> _What you should do_:
From the listing, collect all lines containing the word "Pending".

> _Extracted material_:
-- Opening Marker --
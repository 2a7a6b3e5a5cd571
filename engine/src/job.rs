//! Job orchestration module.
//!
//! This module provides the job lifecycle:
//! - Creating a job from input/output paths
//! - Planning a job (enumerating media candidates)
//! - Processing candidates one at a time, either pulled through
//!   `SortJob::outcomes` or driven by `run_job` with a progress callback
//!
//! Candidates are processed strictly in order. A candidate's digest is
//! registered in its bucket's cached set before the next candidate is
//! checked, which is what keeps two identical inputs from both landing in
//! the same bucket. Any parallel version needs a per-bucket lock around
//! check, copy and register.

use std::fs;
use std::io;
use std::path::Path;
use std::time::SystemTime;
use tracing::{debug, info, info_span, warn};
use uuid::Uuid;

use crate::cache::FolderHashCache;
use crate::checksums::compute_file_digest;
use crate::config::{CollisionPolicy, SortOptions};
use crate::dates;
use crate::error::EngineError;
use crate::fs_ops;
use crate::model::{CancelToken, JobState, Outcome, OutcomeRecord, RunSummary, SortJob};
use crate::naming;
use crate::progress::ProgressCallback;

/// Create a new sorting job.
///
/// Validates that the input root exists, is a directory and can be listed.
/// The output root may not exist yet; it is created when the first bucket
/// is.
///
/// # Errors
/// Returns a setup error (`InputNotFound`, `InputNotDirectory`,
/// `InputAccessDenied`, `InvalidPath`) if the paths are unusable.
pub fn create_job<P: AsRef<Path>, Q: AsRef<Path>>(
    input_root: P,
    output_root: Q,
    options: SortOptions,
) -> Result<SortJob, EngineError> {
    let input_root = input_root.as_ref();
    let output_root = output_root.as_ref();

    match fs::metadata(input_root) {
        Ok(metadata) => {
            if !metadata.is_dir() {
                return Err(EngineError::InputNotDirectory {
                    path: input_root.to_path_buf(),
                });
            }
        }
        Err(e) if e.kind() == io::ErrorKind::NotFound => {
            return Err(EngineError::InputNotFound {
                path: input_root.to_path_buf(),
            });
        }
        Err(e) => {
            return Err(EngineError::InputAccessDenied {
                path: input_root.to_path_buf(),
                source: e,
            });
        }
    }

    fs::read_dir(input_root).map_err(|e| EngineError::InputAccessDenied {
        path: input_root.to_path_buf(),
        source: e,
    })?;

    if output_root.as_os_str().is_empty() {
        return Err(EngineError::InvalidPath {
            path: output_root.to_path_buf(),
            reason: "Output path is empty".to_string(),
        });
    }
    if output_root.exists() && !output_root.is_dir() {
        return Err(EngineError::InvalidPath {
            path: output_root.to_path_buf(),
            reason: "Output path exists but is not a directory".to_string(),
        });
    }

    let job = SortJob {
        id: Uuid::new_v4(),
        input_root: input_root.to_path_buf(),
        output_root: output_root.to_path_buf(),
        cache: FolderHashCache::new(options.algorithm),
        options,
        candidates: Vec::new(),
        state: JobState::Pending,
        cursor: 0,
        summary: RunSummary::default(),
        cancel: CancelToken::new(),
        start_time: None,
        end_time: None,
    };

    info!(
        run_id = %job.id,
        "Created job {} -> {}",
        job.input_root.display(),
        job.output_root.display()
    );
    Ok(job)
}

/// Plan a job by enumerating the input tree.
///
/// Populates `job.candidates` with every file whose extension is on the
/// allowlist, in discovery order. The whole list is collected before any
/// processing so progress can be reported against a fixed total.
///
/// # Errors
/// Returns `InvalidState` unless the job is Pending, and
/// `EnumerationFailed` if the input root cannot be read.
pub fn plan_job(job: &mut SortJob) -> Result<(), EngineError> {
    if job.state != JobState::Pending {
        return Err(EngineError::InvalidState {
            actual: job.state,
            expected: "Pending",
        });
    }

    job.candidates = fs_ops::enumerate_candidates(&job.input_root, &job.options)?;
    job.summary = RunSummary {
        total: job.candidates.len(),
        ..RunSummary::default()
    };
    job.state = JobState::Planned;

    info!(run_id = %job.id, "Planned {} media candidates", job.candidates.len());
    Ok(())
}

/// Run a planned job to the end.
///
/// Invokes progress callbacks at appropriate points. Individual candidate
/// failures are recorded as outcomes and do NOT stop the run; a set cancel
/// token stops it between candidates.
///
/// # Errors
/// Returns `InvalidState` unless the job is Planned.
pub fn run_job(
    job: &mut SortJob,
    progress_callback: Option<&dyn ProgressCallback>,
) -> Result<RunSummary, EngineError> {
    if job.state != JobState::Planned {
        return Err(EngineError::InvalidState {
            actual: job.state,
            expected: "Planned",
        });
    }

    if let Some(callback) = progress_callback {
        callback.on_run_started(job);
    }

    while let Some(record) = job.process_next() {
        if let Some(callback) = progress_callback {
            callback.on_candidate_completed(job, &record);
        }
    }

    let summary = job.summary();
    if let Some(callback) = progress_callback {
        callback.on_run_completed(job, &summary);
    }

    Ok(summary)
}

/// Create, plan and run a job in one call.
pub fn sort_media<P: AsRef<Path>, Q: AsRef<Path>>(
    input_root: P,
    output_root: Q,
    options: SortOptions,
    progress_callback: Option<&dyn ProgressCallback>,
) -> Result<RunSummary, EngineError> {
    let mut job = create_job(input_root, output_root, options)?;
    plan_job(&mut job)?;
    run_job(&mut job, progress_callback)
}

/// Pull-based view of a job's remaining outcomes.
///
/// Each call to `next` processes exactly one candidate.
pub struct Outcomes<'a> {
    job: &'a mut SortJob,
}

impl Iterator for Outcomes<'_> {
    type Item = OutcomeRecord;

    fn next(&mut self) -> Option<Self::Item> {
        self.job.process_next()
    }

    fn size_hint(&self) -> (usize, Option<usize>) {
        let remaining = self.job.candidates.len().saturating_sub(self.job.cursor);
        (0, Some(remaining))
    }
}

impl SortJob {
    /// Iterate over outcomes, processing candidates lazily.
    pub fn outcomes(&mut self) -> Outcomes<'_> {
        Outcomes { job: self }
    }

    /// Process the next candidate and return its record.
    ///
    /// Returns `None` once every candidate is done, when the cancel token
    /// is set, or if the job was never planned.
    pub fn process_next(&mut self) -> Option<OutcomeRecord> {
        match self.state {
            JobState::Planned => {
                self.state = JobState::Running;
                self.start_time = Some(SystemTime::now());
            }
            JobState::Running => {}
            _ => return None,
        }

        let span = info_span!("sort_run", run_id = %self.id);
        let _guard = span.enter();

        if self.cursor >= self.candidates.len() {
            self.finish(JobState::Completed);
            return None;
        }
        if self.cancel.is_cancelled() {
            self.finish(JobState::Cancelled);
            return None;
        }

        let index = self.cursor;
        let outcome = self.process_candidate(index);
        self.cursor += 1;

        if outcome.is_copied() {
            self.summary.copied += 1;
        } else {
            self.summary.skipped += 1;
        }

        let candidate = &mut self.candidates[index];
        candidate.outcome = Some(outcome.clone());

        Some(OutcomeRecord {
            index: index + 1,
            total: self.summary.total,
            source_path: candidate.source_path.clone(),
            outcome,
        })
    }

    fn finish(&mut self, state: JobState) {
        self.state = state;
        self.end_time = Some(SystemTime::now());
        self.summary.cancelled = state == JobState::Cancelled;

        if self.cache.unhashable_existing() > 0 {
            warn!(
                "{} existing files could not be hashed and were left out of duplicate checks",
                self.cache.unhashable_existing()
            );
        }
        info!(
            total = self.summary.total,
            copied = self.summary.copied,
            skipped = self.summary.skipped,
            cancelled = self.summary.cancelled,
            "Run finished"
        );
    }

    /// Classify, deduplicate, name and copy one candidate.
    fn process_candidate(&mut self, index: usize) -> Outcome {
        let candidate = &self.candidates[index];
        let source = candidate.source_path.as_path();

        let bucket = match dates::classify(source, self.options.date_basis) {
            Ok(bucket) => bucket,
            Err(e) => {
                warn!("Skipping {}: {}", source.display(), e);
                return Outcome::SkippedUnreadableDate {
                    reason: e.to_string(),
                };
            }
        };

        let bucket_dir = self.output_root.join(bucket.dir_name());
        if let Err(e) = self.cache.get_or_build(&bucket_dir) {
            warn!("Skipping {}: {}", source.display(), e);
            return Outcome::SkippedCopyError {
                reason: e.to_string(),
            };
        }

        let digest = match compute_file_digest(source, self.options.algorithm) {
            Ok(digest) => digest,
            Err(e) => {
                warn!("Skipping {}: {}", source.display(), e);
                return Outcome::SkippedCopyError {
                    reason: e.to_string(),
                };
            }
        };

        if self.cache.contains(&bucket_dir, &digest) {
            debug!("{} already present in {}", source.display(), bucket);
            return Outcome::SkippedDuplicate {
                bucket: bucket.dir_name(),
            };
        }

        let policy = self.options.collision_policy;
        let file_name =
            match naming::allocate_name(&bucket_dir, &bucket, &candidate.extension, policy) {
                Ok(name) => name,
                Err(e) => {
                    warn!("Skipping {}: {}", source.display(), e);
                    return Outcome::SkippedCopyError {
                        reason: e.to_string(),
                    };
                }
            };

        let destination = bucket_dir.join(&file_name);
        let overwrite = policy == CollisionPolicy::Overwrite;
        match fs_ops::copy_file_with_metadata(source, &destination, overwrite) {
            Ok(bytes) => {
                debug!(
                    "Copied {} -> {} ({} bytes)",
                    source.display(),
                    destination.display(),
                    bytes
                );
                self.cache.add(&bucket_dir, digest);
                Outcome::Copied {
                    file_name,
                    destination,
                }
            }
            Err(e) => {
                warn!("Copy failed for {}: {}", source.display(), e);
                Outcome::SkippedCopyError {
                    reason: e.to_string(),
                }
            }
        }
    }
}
-- Closing Marker --
> _Solution to this task_:
        state: JobState::Pending,
/// Returns `InvalidState` unless the job is Pending, and
    if job.state != JobState::Pending {
            expected: "Pending",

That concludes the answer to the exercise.